» **Problem to work on**
Scan the data below and work out how many of its lines contain the word "ChannelRunner". Give only that number.

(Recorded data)
------------------------------------------------

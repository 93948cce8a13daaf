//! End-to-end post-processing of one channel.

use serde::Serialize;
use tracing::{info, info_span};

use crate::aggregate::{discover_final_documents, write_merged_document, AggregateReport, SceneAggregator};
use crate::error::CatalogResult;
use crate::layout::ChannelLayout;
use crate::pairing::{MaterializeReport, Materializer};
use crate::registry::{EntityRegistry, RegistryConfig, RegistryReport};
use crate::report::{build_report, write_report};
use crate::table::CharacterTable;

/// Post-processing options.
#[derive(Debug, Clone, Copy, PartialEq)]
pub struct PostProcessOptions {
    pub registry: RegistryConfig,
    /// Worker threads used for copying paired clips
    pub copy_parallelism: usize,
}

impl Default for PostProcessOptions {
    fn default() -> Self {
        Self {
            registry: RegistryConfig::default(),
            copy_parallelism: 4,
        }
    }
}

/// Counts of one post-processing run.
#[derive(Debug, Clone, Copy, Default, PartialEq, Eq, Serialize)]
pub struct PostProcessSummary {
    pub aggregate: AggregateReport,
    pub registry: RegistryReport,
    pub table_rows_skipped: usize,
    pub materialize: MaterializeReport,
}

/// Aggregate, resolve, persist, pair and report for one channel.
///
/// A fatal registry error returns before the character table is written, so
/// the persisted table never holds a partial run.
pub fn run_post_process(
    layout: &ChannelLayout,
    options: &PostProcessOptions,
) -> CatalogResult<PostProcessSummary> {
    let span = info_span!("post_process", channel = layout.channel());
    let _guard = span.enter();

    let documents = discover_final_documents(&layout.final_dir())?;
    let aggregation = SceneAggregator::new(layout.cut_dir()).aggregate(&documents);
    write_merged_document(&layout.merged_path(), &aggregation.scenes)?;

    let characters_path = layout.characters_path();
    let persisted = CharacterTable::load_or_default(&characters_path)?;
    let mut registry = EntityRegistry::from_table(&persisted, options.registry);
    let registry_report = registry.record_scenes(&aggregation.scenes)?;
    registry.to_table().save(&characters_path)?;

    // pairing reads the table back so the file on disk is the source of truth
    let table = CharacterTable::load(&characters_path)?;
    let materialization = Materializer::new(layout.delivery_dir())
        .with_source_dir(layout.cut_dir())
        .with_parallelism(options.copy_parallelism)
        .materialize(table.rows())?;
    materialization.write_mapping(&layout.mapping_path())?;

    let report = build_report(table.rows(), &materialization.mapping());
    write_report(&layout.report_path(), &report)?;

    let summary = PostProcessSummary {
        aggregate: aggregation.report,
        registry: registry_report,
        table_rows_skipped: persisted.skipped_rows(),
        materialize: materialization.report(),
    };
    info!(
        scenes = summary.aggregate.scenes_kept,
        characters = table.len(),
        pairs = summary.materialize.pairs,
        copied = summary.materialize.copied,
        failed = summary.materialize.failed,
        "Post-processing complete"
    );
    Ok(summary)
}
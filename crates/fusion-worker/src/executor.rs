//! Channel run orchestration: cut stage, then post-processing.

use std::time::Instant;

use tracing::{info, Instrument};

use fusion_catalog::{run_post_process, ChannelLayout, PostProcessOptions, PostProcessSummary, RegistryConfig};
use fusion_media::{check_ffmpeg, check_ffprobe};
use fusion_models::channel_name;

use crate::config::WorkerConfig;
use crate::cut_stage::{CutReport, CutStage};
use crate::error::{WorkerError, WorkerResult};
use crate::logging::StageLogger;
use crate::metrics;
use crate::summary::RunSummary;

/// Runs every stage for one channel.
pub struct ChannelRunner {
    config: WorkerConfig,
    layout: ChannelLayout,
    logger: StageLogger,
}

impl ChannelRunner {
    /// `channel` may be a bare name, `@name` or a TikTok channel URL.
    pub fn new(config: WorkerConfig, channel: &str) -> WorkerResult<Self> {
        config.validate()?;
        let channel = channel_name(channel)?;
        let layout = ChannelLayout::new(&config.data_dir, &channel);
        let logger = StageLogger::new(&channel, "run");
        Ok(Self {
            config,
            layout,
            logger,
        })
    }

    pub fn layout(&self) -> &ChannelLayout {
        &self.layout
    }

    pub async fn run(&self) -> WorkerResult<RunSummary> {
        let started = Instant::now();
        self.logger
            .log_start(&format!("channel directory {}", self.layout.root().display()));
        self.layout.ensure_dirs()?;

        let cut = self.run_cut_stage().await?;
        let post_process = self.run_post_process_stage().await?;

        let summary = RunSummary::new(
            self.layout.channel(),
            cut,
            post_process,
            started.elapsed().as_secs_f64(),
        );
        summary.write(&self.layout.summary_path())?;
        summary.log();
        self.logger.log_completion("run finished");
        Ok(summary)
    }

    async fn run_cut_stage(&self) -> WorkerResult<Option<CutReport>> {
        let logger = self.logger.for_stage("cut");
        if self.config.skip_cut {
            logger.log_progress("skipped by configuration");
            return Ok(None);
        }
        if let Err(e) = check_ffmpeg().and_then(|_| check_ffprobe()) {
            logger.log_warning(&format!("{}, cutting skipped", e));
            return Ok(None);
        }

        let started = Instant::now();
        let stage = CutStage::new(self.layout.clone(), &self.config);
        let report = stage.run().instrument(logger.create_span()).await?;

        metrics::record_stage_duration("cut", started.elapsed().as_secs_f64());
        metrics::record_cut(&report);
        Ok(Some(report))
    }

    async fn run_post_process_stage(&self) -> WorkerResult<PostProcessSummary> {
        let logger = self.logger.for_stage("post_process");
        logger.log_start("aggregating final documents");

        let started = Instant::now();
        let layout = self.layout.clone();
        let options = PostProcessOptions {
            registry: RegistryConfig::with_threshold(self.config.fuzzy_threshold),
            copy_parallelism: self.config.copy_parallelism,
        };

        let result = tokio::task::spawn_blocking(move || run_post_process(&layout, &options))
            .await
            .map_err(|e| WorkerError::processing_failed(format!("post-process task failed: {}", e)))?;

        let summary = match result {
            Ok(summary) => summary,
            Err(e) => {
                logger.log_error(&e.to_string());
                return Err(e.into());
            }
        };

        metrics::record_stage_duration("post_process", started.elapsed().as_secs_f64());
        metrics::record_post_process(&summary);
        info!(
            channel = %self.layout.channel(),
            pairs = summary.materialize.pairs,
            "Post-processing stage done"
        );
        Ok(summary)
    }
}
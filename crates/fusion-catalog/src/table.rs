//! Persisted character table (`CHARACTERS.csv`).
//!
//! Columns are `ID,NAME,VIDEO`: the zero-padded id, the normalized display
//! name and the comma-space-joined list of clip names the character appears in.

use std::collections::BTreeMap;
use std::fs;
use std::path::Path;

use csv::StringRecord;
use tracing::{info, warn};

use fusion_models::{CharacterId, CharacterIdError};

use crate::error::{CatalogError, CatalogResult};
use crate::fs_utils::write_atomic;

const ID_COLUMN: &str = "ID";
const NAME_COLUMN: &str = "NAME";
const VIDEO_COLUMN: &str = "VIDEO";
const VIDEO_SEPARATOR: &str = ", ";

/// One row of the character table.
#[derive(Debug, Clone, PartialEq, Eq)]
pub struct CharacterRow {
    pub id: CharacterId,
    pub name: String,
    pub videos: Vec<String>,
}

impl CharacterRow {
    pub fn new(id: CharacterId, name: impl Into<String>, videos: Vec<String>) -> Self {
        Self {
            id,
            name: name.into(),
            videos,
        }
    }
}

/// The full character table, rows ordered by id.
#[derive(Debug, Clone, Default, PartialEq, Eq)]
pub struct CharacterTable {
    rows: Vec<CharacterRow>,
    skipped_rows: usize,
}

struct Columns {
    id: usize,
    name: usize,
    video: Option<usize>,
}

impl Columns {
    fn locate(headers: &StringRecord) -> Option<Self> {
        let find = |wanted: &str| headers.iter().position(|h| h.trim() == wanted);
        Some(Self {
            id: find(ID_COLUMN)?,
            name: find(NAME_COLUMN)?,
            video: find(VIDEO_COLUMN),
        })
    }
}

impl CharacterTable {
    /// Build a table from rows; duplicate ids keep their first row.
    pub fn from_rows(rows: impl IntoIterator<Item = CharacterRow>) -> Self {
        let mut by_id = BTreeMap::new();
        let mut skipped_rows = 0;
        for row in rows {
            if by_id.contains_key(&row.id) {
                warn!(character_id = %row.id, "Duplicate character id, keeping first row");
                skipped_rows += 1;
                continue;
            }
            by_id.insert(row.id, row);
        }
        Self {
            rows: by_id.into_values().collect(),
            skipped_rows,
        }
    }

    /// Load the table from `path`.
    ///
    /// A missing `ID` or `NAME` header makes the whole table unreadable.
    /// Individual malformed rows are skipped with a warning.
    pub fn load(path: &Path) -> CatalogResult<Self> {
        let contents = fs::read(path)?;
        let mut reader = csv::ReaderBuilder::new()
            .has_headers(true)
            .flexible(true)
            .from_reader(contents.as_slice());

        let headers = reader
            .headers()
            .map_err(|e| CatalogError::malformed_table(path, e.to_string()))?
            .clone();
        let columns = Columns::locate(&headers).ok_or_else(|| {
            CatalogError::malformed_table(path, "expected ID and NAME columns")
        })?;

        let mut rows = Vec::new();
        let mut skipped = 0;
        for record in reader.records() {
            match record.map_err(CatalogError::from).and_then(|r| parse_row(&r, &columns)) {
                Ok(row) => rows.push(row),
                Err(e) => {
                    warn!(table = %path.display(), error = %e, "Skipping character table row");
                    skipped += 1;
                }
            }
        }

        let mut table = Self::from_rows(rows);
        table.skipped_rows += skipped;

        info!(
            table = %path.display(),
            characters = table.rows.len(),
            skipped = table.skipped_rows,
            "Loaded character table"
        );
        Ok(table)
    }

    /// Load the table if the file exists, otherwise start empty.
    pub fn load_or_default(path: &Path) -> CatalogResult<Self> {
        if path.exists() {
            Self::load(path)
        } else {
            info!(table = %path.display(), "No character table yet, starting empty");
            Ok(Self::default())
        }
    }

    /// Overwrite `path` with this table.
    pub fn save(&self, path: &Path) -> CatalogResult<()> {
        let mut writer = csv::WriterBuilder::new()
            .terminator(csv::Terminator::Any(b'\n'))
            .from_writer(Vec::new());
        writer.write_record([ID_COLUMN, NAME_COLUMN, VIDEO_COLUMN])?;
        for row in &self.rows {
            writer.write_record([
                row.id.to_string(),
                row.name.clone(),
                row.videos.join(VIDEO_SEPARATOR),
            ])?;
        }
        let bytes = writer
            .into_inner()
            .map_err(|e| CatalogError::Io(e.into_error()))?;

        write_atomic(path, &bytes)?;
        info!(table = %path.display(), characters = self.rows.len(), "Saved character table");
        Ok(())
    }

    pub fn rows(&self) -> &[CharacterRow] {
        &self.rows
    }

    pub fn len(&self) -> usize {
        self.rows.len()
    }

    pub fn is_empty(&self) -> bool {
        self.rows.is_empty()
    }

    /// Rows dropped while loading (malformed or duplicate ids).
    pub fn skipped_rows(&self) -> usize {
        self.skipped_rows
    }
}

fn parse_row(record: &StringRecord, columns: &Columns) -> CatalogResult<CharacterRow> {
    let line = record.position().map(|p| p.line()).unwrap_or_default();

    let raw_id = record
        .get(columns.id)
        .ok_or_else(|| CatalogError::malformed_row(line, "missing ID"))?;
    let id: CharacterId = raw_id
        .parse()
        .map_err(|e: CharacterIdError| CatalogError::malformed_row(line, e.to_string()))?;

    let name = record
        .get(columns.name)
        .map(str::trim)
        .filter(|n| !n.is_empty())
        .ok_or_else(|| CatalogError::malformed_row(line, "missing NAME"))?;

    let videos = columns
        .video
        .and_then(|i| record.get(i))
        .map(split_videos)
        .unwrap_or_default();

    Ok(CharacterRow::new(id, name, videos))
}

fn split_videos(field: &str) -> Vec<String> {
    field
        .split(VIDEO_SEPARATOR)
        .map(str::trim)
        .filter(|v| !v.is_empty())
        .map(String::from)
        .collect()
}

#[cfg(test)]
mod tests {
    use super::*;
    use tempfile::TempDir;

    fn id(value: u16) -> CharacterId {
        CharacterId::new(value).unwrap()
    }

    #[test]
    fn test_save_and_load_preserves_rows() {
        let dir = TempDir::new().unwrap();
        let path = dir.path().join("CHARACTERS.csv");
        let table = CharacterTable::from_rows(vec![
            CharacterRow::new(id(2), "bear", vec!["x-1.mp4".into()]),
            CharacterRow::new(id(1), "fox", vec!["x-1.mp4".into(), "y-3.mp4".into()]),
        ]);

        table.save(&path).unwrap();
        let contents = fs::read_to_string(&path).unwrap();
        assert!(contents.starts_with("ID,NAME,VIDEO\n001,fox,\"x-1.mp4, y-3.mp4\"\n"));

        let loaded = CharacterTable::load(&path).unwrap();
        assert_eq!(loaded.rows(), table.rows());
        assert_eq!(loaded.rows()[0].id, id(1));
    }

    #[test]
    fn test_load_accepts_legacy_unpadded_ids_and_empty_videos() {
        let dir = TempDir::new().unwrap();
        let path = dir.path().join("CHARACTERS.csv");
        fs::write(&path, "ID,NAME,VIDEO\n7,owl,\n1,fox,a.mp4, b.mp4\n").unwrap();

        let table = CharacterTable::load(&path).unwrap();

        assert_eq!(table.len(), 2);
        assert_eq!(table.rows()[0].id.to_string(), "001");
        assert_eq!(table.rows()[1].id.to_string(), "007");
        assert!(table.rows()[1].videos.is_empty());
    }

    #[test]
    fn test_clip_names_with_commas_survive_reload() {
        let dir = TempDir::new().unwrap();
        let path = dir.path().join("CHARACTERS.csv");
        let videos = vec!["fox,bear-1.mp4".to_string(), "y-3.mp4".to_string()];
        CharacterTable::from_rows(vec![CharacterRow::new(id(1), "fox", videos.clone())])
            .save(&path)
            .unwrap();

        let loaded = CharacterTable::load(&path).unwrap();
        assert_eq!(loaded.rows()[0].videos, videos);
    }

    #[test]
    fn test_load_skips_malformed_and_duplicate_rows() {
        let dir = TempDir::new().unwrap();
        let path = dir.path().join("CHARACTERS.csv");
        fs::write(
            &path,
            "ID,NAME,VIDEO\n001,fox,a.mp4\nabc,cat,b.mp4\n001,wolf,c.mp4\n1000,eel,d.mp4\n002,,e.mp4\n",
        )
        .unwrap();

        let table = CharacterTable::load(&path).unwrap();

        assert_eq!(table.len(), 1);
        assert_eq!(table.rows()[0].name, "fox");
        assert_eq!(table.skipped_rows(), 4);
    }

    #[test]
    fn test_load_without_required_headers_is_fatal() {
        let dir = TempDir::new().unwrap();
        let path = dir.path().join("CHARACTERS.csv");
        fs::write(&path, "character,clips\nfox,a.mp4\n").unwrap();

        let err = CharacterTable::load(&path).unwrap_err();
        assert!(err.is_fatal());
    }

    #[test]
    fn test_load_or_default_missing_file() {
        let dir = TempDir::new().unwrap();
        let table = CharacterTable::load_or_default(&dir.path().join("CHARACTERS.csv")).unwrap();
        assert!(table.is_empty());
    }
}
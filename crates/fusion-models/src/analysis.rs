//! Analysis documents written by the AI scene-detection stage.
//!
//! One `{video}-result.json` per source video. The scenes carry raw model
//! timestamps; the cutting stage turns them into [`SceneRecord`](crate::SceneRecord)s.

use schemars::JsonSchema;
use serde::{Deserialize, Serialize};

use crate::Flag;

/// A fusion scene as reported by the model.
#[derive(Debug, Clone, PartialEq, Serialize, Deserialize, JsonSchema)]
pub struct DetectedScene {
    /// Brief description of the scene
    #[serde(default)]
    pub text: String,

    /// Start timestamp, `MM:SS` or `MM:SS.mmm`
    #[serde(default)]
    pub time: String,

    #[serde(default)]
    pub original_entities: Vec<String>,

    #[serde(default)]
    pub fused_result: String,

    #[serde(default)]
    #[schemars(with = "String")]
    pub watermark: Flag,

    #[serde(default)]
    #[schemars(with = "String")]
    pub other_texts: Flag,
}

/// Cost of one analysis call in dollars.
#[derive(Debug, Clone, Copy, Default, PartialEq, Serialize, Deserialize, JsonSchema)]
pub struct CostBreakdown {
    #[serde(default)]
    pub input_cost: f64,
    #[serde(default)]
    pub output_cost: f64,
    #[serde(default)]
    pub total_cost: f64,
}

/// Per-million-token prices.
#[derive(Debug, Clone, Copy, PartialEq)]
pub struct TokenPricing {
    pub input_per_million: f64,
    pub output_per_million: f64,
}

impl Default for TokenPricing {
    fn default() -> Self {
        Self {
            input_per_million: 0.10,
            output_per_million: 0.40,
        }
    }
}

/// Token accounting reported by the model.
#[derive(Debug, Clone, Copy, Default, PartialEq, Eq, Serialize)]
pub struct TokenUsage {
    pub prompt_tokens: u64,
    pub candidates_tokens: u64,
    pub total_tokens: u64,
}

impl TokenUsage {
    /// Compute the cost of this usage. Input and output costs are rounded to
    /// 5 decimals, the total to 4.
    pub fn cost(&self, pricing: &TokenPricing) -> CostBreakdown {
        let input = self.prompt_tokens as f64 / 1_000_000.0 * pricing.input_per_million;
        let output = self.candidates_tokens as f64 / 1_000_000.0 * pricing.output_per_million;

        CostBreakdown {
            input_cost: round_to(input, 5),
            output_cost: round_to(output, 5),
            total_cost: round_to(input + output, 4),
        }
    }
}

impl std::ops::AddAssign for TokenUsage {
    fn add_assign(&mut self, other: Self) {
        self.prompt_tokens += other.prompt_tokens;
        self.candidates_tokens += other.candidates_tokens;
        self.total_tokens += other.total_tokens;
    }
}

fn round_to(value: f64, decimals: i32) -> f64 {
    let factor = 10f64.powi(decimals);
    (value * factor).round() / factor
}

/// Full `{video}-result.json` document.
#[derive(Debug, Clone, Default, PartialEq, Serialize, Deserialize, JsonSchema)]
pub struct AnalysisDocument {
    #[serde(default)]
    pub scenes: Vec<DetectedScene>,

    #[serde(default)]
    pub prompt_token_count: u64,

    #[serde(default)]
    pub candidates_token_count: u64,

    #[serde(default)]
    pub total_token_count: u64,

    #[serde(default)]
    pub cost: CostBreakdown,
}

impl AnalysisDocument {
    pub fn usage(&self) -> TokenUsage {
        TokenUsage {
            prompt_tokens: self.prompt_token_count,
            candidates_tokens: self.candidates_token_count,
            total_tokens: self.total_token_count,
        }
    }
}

------------------------------------------------

» **Reply**
2